● **Your goal**
Which lines below contain "logging"? Copy every one of them.
[Start of section]
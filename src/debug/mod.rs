//! Debug output and logging
//!
//! Provides configurable logging with multiple levels:
//! - ERROR: Critical errors only
//! - WARN: Warnings and errors
//! - INFO: General information (default)
//! - DEBUG: Detailed debug information
//! - TRACE: Very detailed tracing
//!
//! Controlled via Cargo features:
//! - `log-error`: ERROR level only
//! - `log-warn`: WARN level and above
//! - `log-info`: INFO level and above (default)
//! - `log-debug`: DEBUG level and above
//! - `log-trace`: TRACE level (everything)

use core::fmt;

/// Debug writer (routes through the firmware console)
pub struct DebugWriter;

impl fmt::Write for DebugWriter {
    fn write_str(&mut self, s: &str) -> fmt::Result {
        let fw = crate::config::firmware();
        for &b in s.as_bytes() {
            fw.putchar(b);
        }
        Ok(())
    }
}

/// Log levels
#[derive(Debug, Clone, Copy, PartialEq, Eq, PartialOrd, Ord)]
#[repr(u8)]
pub enum LogLevel {
    Error = 1,
    Warn = 2,
    Info = 3,
    Debug = 4,
    Trace = 5,
}

/// Get current log level based on compile-time features
#[inline(always)]
pub const fn current_log_level() -> LogLevel {
    #[cfg(feature = "log-trace")]
    return LogLevel::Trace;

    #[cfg(all(feature = "log-debug", not(feature = "log-trace")))]
    return LogLevel::Debug;

    #[cfg(all(feature = "log-info", not(any(feature = "log-debug", feature = "log-trace"))))]
    return LogLevel::Info;

    #[cfg(all(feature = "log-warn", not(any(feature = "log-info", feature = "log-debug", feature = "log-trace"))))]
    return LogLevel::Warn;

    #[cfg(all(feature = "log-error", not(any(feature = "log-warn", feature = "log-info", feature = "log-debug", feature = "log-trace"))))]
    return LogLevel::Error;

    // Default to INFO if no log feature specified
    #[cfg(not(any(feature = "log-error", feature = "log-warn", feature = "log-info", feature = "log-debug", feature = "log-trace")))]
    return LogLevel::Info;
}

/// Check if a log level should be printed
#[inline(always)]
pub const fn should_log(level: LogLevel) -> bool {
    level as u8 <= current_log_level() as u8
}

/// Print macro for kernel (unconditional)
#[macro_export]
macro_rules! kprint {
    ($($arg:tt)*) => ({
        use core::fmt::Write;
        let _ = write!($crate::debug::DebugWriter, $($arg)*);
    });
}

/// Print with newline macro for kernel (unconditional)
#[macro_export]
macro_rules! kprintln {
    () => ($crate::kprint!("\n"));
    ($($arg:tt)*) => ({
        use core::fmt::Write;
        let _ = writeln!($crate::debug::DebugWriter, $($arg)*);
    });
}

/// Log ERROR message
#[macro_export]
macro_rules! kerror {
    ($($arg:tt)*) => ({
        if $crate::debug::should_log($crate::debug::LogLevel::Error) {
            $crate::kprintln!("[ERROR] {}", format_args!($($arg)*));
        }
    });
}

/// Log WARN message
#[macro_export]
macro_rules! kwarn {
    ($($arg:tt)*) => ({
        if $crate::debug::should_log($crate::debug::LogLevel::Warn) {
            $crate::kprintln!("[WARN]  {}", format_args!($($arg)*));
        }
    });
}

/// Log INFO message
#[macro_export]
macro_rules! kinfo {
    ($($arg:tt)*) => ({
        if $crate::debug::should_log($crate::debug::LogLevel::Info) {
            $crate::kprintln!("[INFO]  {}", format_args!($($arg)*));
        }
    });
}

/// Log DEBUG message
#[macro_export]
macro_rules! kdebug {
    ($($arg:tt)*) => ({
        if $crate::debug::should_log($crate::debug::LogLevel::Debug) {
            $crate::kprintln!("[DEBUG] {}", format_args!($($arg)*));
        }
    });
}

/// Log TRACE message
#[macro_export]
macro_rules! ktrace {
    ($($arg:tt)*) => ({
        if $crate::debug::should_log($crate::debug::LogLevel::Trace) {
            $crate::kprintln!("[TRACE] {}", format_args!($($arg)*));
        }
    });
}

/// Log syscall debug message (only when debug-syscall feature is enabled)
#[macro_export]
macro_rules! ksyscall_debug {
    ($($arg:tt)*) => ({
        #[cfg(feature = "debug-syscall")]
        {
            $crate::kprintln!($($arg)*);
        }
    });
}

/// Log scheduler debug message (only when debug-scheduler feature is enabled)
#[macro_export]
macro_rules! ksched_debug {
    ($($arg:tt)*) => ({
        #[cfg(feature = "debug-scheduler")]
        {
            $crate::kprintln!($($arg)*);
        }
    });
}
[End of section]
● **Task result**
//! Debug output and logging
//! Provides configurable logging with multiple levels:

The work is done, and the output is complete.